Игорь Вишневецкий - «Евразийское уклонение» в музыке 1920-1930-х годов
Во время очередного приезда Прокофьева в США зимой 1937 г. Дукельский, всегда делившийся с ним своими планами, обсуждал и судьбу любимого детища. Прокофьев — явно с надеждой на возможное исполнение в СССР — предложил дописать к оратории новое окончание, выбрав текст кого-нибудь из более оптимистических поэтов.
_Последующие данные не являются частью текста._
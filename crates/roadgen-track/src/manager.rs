//! The two-segment track state machine.
//!
//! A [`TrackManager`] owns exactly two [`CurveSegment`]s. One of them is
//! chained from the other's end at all times. When a segment's end scrolls
//! past the reroll cutoff it has been fully consumed, and it is regenerated
//! as a new continuation of the other segment. Recycling the pair
//! indefinitely makes the road endless.

use serde::{Deserialize, Serialize};

use crate::config::TrackConfig;
use crate::locate::closest_x;
use crate::random::UniformSource;
use crate::raster::{scanlines, Scanlines};
use crate::segment::{CurveSegment, Point2};
use crate::TrackError;

// ---------------------------------------------------------------------------
// SegmentSlot
// ---------------------------------------------------------------------------

/// Which of the two segments a query refers to.
#[derive(Debug, Clone, Copy, PartialEq, Eq, Hash, Serialize, Deserialize)]
pub enum SegmentSlot {
    /// The first segment. Wins ties.
    A,
    /// The second segment.
    B,
}

impl SegmentSlot {
    /// The other slot.
    pub fn other(self) -> Self {
        match self {
            SegmentSlot::A => SegmentSlot::B,
            SegmentSlot::B => SegmentSlot::A,
        }
    }

    fn index(self) -> usize {
        match self {
            SegmentSlot::A => 0,
            SegmentSlot::B => 1,
        }
    }
}

// ---------------------------------------------------------------------------
// TrackManager
// ---------------------------------------------------------------------------

/// Owns the two live segments and recycles them as the view scrolls.
#[derive(Debug, Clone, PartialEq, Serialize, Deserialize)]
pub struct TrackManager {
    config: TrackConfig,
    segments: [CurveSegment; 2],
}

impl TrackManager {
    /// Build a track starting at `start`.
    ///
    /// Segment A is rerolled from `start` with its end pinned straight above
    /// the start, then segment B is chained from A's end. Both segments are
    /// rasterized once so a step/curvature mismatch aborts construction
    /// instead of surfacing mid-frame.
    ///
    /// # Errors
    ///
    /// Returns [`TrackError::InvalidConfig`] if the config does not validate,
    /// or [`TrackError::StepTooCoarse`] if either initial segment cannot be
    /// rasterized.
    pub fn new(
        config: TrackConfig,
        start: Point2,
        rng: &mut impl UniformSource,
    ) -> Result<Self, TrackError> {
        config.validate()?;

        let mut a = CurveSegment::rerolled(start, &config, rng);
        a.end.x = start.x;
        let b = CurveSegment::rerolled(a.end, &config, rng);

        let track = Self {
            config,
            segments: [a, b],
        };
        for line in track.scanlines() {
            line?;
        }

        tracing::debug!(
            start_x = start.x,
            start_y = start.y,
            a_end_y = track.segments[0].end.y,
            b_end_y = track.segments[1].end.y,
            "track initialized"
        );
        Ok(track)
    }

    /// Build a track from two explicit segments, e.g. when restoring state.
    ///
    /// The pair gets the same checks as a generated track: each segment must
    /// run upward with finite coordinates, one must chain from the other's
    /// end, and both must rasterize with the configured step.
    ///
    /// # Errors
    ///
    /// Returns [`TrackError::InvalidConfig`] if the config does not validate,
    /// [`TrackError::InvalidTrack`] if the segments are malformed or detached,
    /// or [`TrackError::StepTooCoarse`] if either cannot be rasterized.
    pub fn from_segments(
        config: TrackConfig,
        a: CurveSegment,
        b: CurveSegment,
    ) -> Result<Self, TrackError> {
        config.validate()?;

        for (slot, segment) in [(SegmentSlot::A, &a), (SegmentSlot::B, &b)] {
            let finite = [
                segment.origin.x,
                segment.origin.y,
                segment.end.x,
                segment.end.y,
                segment.origin_control_y,
                segment.end_control_y,
            ]
            .iter()
            .all(|v| v.is_finite());
            if !finite {
                return Err(invalid_track(format!(
                    "segment {slot:?} has a non-finite coordinate"
                )));
            }
            if segment.end.y >= segment.origin.y {
                return Err(invalid_track(format!(
                    "segment {slot:?} ends at y = {} which is not above its origin y = {}",
                    segment.end.y, segment.origin.y
                )));
            }
        }
        if a.end != b.origin && b.end != a.origin {
            return Err(invalid_track(
                "neither segment starts at the other's end".to_owned(),
            ));
        }

        let track = Self {
            config,
            segments: [a, b],
        };
        for line in track.scanlines() {
            line?;
        }
        Ok(track)
    }

    // -- queries -----------------------------------------------------------

    /// The segment that contains `y`.
    ///
    /// Segment A is checked first. If neither contains `y` (the agent can sit
    /// a tiny numeric distance outside both ranges for a tick), the segment
    /// whose range is nearest wins, again preferring A on ties.
    pub fn active_segment_at(&self, y: f64) -> (SegmentSlot, &CurveSegment) {
        for slot in [SegmentSlot::A, SegmentSlot::B] {
            let segment = self.segment(slot);
            if segment.contains_y(y) {
                return (slot, segment);
            }
        }

        let da = self.segments[0].distance_to_y(y);
        let db = self.segments[1].distance_to_y(y);
        let slot = if db < da { SegmentSlot::B } else { SegmentSlot::A };
        tracing::warn!(
            y,
            distance = da.min(db),
            ?slot,
            "no segment contains y, using the nearest"
        );
        (slot, self.segment(slot))
    }

    /// Road centerline x at `y`, taken from the active segment.
    pub fn closest_x(&self, y: f64) -> f64 {
        let (_, segment) = self.active_segment_at(y);
        closest_x(segment, y, self.config.locate_step)
    }

    /// Scanlines of segment A followed by those of segment B.
    pub fn scanlines(&self) -> std::iter::Chain<Scanlines, Scanlines> {
        let step = self.config.raster_step;
        scanlines(&self.segments[0], step).chain(scanlines(&self.segments[1], step))
    }

    // -- lifecycle ---------------------------------------------------------

    /// Reroll a consumed segment if one has scrolled past `cutoff_y`.
    ///
    /// If A's end lies below the cutoff (`end.y > cutoff_y`), A is rerolled
    /// from B's end; otherwise the same check is made for B. At most one
    /// segment is rerolled per call. Returns the rerolled slot.
    pub fn advance_if_needed(
        &mut self,
        cutoff_y: f64,
        rng: &mut impl UniformSource,
    ) -> Option<SegmentSlot> {
        let slot = [SegmentSlot::A, SegmentSlot::B]
            .into_iter()
            .find(|slot| self.segment(*slot).end.y > cutoff_y)?;

        let origin = self.segment(slot.other()).end;
        let segment = &mut self.segments[slot.index()];
        segment.reroll(origin, &self.config, rng);

        tracing::debug!(
            ?slot,
            origin_x = origin.x,
            origin_y = origin.y,
            end_x = segment.end.x,
            end_y = segment.end.y,
            "segment rerolled"
        );
        Some(slot)
    }

    // -- accessors ---------------------------------------------------------

    /// The segment in `slot`.
    pub fn segment(&self, slot: SegmentSlot) -> &CurveSegment {
        &self.segments[slot.index()]
    }

    /// Both segments, A first.
    pub fn segments(&self) -> &[CurveSegment; 2] {
        &self.segments
    }

    /// The generation config.
    pub fn config(&self) -> &TrackConfig {
        &self.config
    }
}

fn invalid_track(reason: String) -> TrackError {
    tracing::warn!(%reason, "rejected explicit segments");
    TrackError::InvalidTrack { reason }
}

// ---------------------------------------------------------------------------
// Tests
// ---------------------------------------------------------------------------

#[cfg(test)]
mod tests {
    use super::*;
    use crate::random::{FixedSource, SeededSource};

    fn new_track(seed: u64) -> (TrackManager, SeededSource) {
        let mut rng = SeededSource::new(seed);
        let track =
            TrackManager::new(TrackConfig::default(), Point2::new(0.0, 14.4), &mut rng).unwrap();
        (track, rng)
    }

    // -- 1. Construction ----------------------------------------------------

    #[test]
    fn initial_segments_are_chained() {
        let (track, _) = new_track(1);
        let a = track.segment(SegmentSlot::A);
        let b = track.segment(SegmentSlot::B);
        assert_eq!(a.origin, Point2::new(0.0, 14.4));
        assert_eq!(a.end.x, 0.0);
        assert_eq!(b.origin, a.end);
    }

    #[test]
    fn invalid_config_aborts_construction() {
        let config = TrackConfig {
            viewport_height: 480.0,
            ..Default::default()
        };
        let err = TrackManager::new(config, Point2::default(), &mut FixedSource::new(0.5))
            .unwrap_err();
        assert!(matches!(err, TrackError::InvalidConfig { field: "raster_step", .. }));
    }

    #[test]
    fn from_segments_accepts_a_generated_pair() {
        let (track, _) = new_track(9);
        let [a, b] = *track.segments();
        let rebuilt = TrackManager::from_segments(TrackConfig::default(), a, b).unwrap();
        assert_eq!(rebuilt, track);

        // Either order of chaining is a valid track.
        assert!(TrackManager::from_segments(TrackConfig::default(), b, a).is_ok());
    }

    #[test]
    fn from_segments_rejects_detached_pair() {
        let (track, _) = new_track(10);
        let [a, mut b] = *track.segments();
        b.origin.y += 0.5;
        let err = TrackManager::from_segments(TrackConfig::default(), a, b).unwrap_err();
        assert!(matches!(err, TrackError::InvalidTrack { .. }));
    }

    #[test]
    fn from_segments_rejects_downward_segment() {
        let (track, _) = new_track(11);
        let [mut a, b] = *track.segments();
        std::mem::swap(&mut a.origin, &mut a.end);
        let err = TrackManager::from_segments(TrackConfig::default(), a, b).unwrap_err();
        assert!(err.to_string().contains("segment A ends at"));
    }

    #[test]
    fn from_segments_rejects_non_finite_points() {
        let (track, _) = new_track(12);
        let [a, mut b] = *track.segments();
        b.end_control_y = f64::NAN;
        let err = TrackManager::from_segments(TrackConfig::default(), a, b).unwrap_err();
        assert!(err.to_string().contains("non-finite"));
    }

    #[test]
    fn from_segments_rejects_unrasterizable_pair() {
        let (track, _) = new_track(13);
        let [a, mut b] = *track.segments();
        // A segment far taller than any reroll outruns the raster step.
        b.end.y = b.origin.y - 5_000.0;
        b.origin_control_y = b.origin.y - 3_500.0;
        b.end_control_y = b.end.y + 3_500.0;
        let err = TrackManager::from_segments(TrackConfig::default(), a, b).unwrap_err();
        assert!(matches!(err, TrackError::StepTooCoarse { .. }));
    }

    // -- 2. Active segment --------------------------------------------------

    #[test]
    fn active_segment_prefers_a_at_the_junction() {
        let (track, _) = new_track(2);
        let junction = track.segment(SegmentSlot::A).end.y;
        assert_eq!(track.active_segment_at(junction).0, SegmentSlot::A);
        assert_eq!(track.active_segment_at(junction - 1.0).0, SegmentSlot::B);
        assert_eq!(track.active_segment_at(junction + 1.0).0, SegmentSlot::A);
    }

    #[test]
    fn active_segment_outside_both_ranges_uses_nearest() {
        let (track, _) = new_track(3);
        let top = track.segment(SegmentSlot::B).end.y;
        let bottom = track.segment(SegmentSlot::A).origin.y;
        assert_eq!(track.active_segment_at(top - 0.01).0, SegmentSlot::B);
        assert_eq!(track.active_segment_at(bottom + 0.01).0, SegmentSlot::A);
    }

    #[test]
    fn closest_x_at_start_is_start_x() {
        let (track, _) = new_track(4);
        assert_eq!(track.closest_x(14.4), 0.0);
    }

    // -- 3. Advancing -------------------------------------------------------

    #[test]
    fn no_reroll_while_both_ends_are_above_cutoff() {
        let (mut track, mut rng) = new_track(5);
        let before = track.clone();
        assert_eq!(track.advance_if_needed(100.0, &mut rng), None);
        assert_eq!(track, before);
    }

    #[test]
    fn consumed_segment_is_chained_from_the_other() {
        let (mut track, mut rng) = new_track(6);
        let a_end = track.segment(SegmentSlot::A).end.y;

        let rerolled = track.advance_if_needed(a_end - 0.5, &mut rng);
        assert_eq!(rerolled, Some(SegmentSlot::A));

        let a = track.segment(SegmentSlot::A);
        let b = track.segment(SegmentSlot::B);
        assert_eq!(a.origin, b.end);
        assert!(a.end.y < b.end.y);
    }

    #[test]
    fn only_one_segment_rerolls_per_call() {
        let (mut track, mut rng) = new_track(7);
        let b_before = *track.segment(SegmentSlot::B);
        // Both ends are below this cutoff; only A may move.
        assert_eq!(track.advance_if_needed(-10_000.0, &mut rng), Some(SegmentSlot::A));
        assert_eq!(*track.segment(SegmentSlot::B), b_before);
    }

    #[test]
    fn ping_pong_keeps_junctions_exact() {
        let (mut track, mut rng) = new_track(8);
        let mut cutoff = 0.0;
        let mut rerolls = Vec::new();
        for _ in 0..2_000 {
            cutoff -= 1.0;
            if let Some(slot) = track.advance_if_needed(cutoff, &mut rng) {
                let seg = track.segment(slot);
                let other = track.segment(slot.other());
                assert_eq!(seg.origin, other.end);
                rerolls.push(slot);
            }
        }
        assert!(rerolls.len() >= 10);
        for pair in rerolls.windows(2) {
            assert_ne!(pair[0], pair[1], "segments must alternate");
        }
    }
}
Дукельский остановился на оде «Мой май» (1922) Маяковского, которого Сталин уже успел объявить «лучшим, талантливейшим поэтом нашей советской эпохи»[252]. У Маяковского революция трактуется в ключе, близком национализму раннего Стравинского (и зрелого Хлебникова[253]): как возврат к хтоническим началам, как освобождение от плена технотронной цивилизации, как обретение родной земли и всеобщий «весен разлив»[254]. То, что идея финала оратории принадлежит Прокофьеву, подтверждается письмом Дукельского к Кусевицкому от 13 сентября 1937 г. из Голливуда: «Произведение было значительно упрощено и обрело триумфальное завершение, которое я написал по предложению Прокофьева»[255].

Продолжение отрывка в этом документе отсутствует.